■ Directions for this task ■
Take the line containing "let expected = self.scaler.n_features_in();" as the first and the last line of the records below as the end, and please set down only what lies between them exactly, both ends included.

** Opening Source information block **

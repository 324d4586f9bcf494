use artifacts::{ArtifactStore, StoreErr, Version};
use comms::{FeatureSchema, TargetLabel};
use ml_core::{InsulinModel, MlError, StandardScaler};
use ndarray::Array2;
use serde_json::Value;

use crate::PredictErr;

/// A loaded scaler and model pair answering single row predictions.
///
/// It's immutable once built and shared by every HTTP worker.
#[derive(Debug)]
pub struct Predictor {
    scaler: StandardScaler,
    model: InsulinModel,
    schema: FeatureSchema,
    target: TargetLabel,
    version: Option<Version>,
}

impl Predictor {
    /// Creates a new `Predictor` from already fitted parts.
    ///
    /// # Args
    /// * `scaler` - The scaler applied to every feature vector.
    /// * `model` - The fitted multi output regressor.
    /// * `schema` - Builds feature vectors out of request bodies.
    /// * `target` - The model output returned to callers.
    ///
    /// # Errors
    /// `MlError::NotFitted` if `model` has never been fitted.
    pub fn new(
        scaler: StandardScaler,
        model: InsulinModel,
        schema: FeatureSchema,
        target: TargetLabel,
    ) -> Result<Self, PredictErr> {
        if !model.is_fitted() {
            return Err(MlError::NotFitted("insulin model").into());
        }

        if !scaler.feature_names_in().iter().eq(schema.names()) {
            log::warn!(
                "scaler was fitted on {:?}, requests are read as {:?}",
                scaler.feature_names_in(),
                schema.names().collect::<Vec<_>>()
            );
        }

        Ok(Self {
            scaler,
            model,
            schema,
            target,
            version: None,
        })
    }

    /// Loads the scaler and model of a published version.
    ///
    /// # Args
    /// * `store` - The artifact store written by the trainer.
    /// * `version` - A pinned version id, or `None` for the current one.
    /// * `schema` - Builds feature vectors out of request bodies.
    /// * `target` - The model output returned to callers.
    ///
    /// # Errors
    /// `StoreErr::NoCurrentVersion` when nothing was published yet, or any
    /// failure reading the artifacts.
    pub fn load(
        store: &ArtifactStore,
        version: Option<&str>,
        schema: FeatureSchema,
        target: TargetLabel,
    ) -> Result<Self, PredictErr> {
        let version = match version {
            Some(id) => store.version(id)?,
            None => store.current()?.ok_or(StoreErr::NoCurrentVersion)?,
        };

        log::info!("loading model and scaler from version {version}");
        let scaler: StandardScaler = store.load(&version, artifacts::SCALER)?;
        let model: InsulinModel = store.load(&version, artifacts::MODEL)?;

        let mut predictor = Self::new(scaler, model, schema, target)?;
        predictor.version = Some(version);

        log::info!(
            "model loaded: {} features in, {} outputs, serving '{}'",
            predictor.scaler.n_features_in(),
            predictor.model.n_outputs(),
            predictor.target
        );
        Ok(predictor)
    }

    /// The version this predictor was loaded from, if any.
    pub fn version(&self) -> Option<&Version> {
        self.version.as_ref()
    }

    pub fn target(&self) -> TargetLabel {
        self.target
    }

    /// Predicts the configured target for a single request body.
    ///
    /// # Args
    /// * `body` - The request's JSON object.
    ///
    /// # Returns
    /// The predicted dose of the configured target.
    ///
    /// # Errors
    /// * `PredictErr::Schema` if the body doesn't satisfy the feature schema.
    /// * `PredictErr::FeatureCount` if the scaler expects another width.
    /// * `PredictErr::TargetOutOfRange` if the model has too few outputs.
    pub fn predict(&self, body: &Value) -> Result<f64, PredictErr> {
        let features = self.schema.extract(body)?;
        log::debug!("features: {:?}", features.as_slice());

        let expected = self.scaler.n_features_in();
        if features.len() != expected {
            return Err(PredictErr::FeatureCount {
                got: features.len(),
                expected,
            });
        }

        let x = Array2::from_shape_vec((1, expected), features.into_vec()).map_err(MlError::from)?;
        let scaled = self.scaler.transform(x.view())?;
        log::debug!("scaled features: {scaled}");

        let predictions = self.model.predict(scaled.view())?;
        log::debug!("predictions: {predictions}");

        let index = self.target.index();
        let prediction = predictions
            .get((0, index))
            .copied()
            .ok_or(PredictErr::TargetOutOfRange {
                index,
                outputs: predictions.ncols(),
            })?;

        log::debug!("prediction for '{}': {prediction}", self.target);
        Ok(prediction)
    }
}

** Closing Source information block **

■ Finished task ■
        let expected = self.scaler.n_features_in();
        if features.len() != expected {
            return Err(PredictErr::FeatureCount {
                got: features.len(),
                expected,
            });
        }

        let x = Array2::from_shape_vec((1, expected), features.into_vec()).map_err(MlError::from)?;
        let scaled = self.scaler.transform(x.view())?;
        log::debug!("scaled features: {scaled}");

        let predictions = self.model.predict(scaled.view())?;
        log::debug!("predictions: {predictions}");

        let index = self.target.index();
        let prediction = predictions
            .get((0, index))
            .copied()
            .ok_or(PredictErr::TargetOutOfRange {
                index,
                outputs: predictions.ncols(),
            })?;

        log::debug!("prediction for '{}': {prediction}", self.target);
        Ok(prediction)
    }
}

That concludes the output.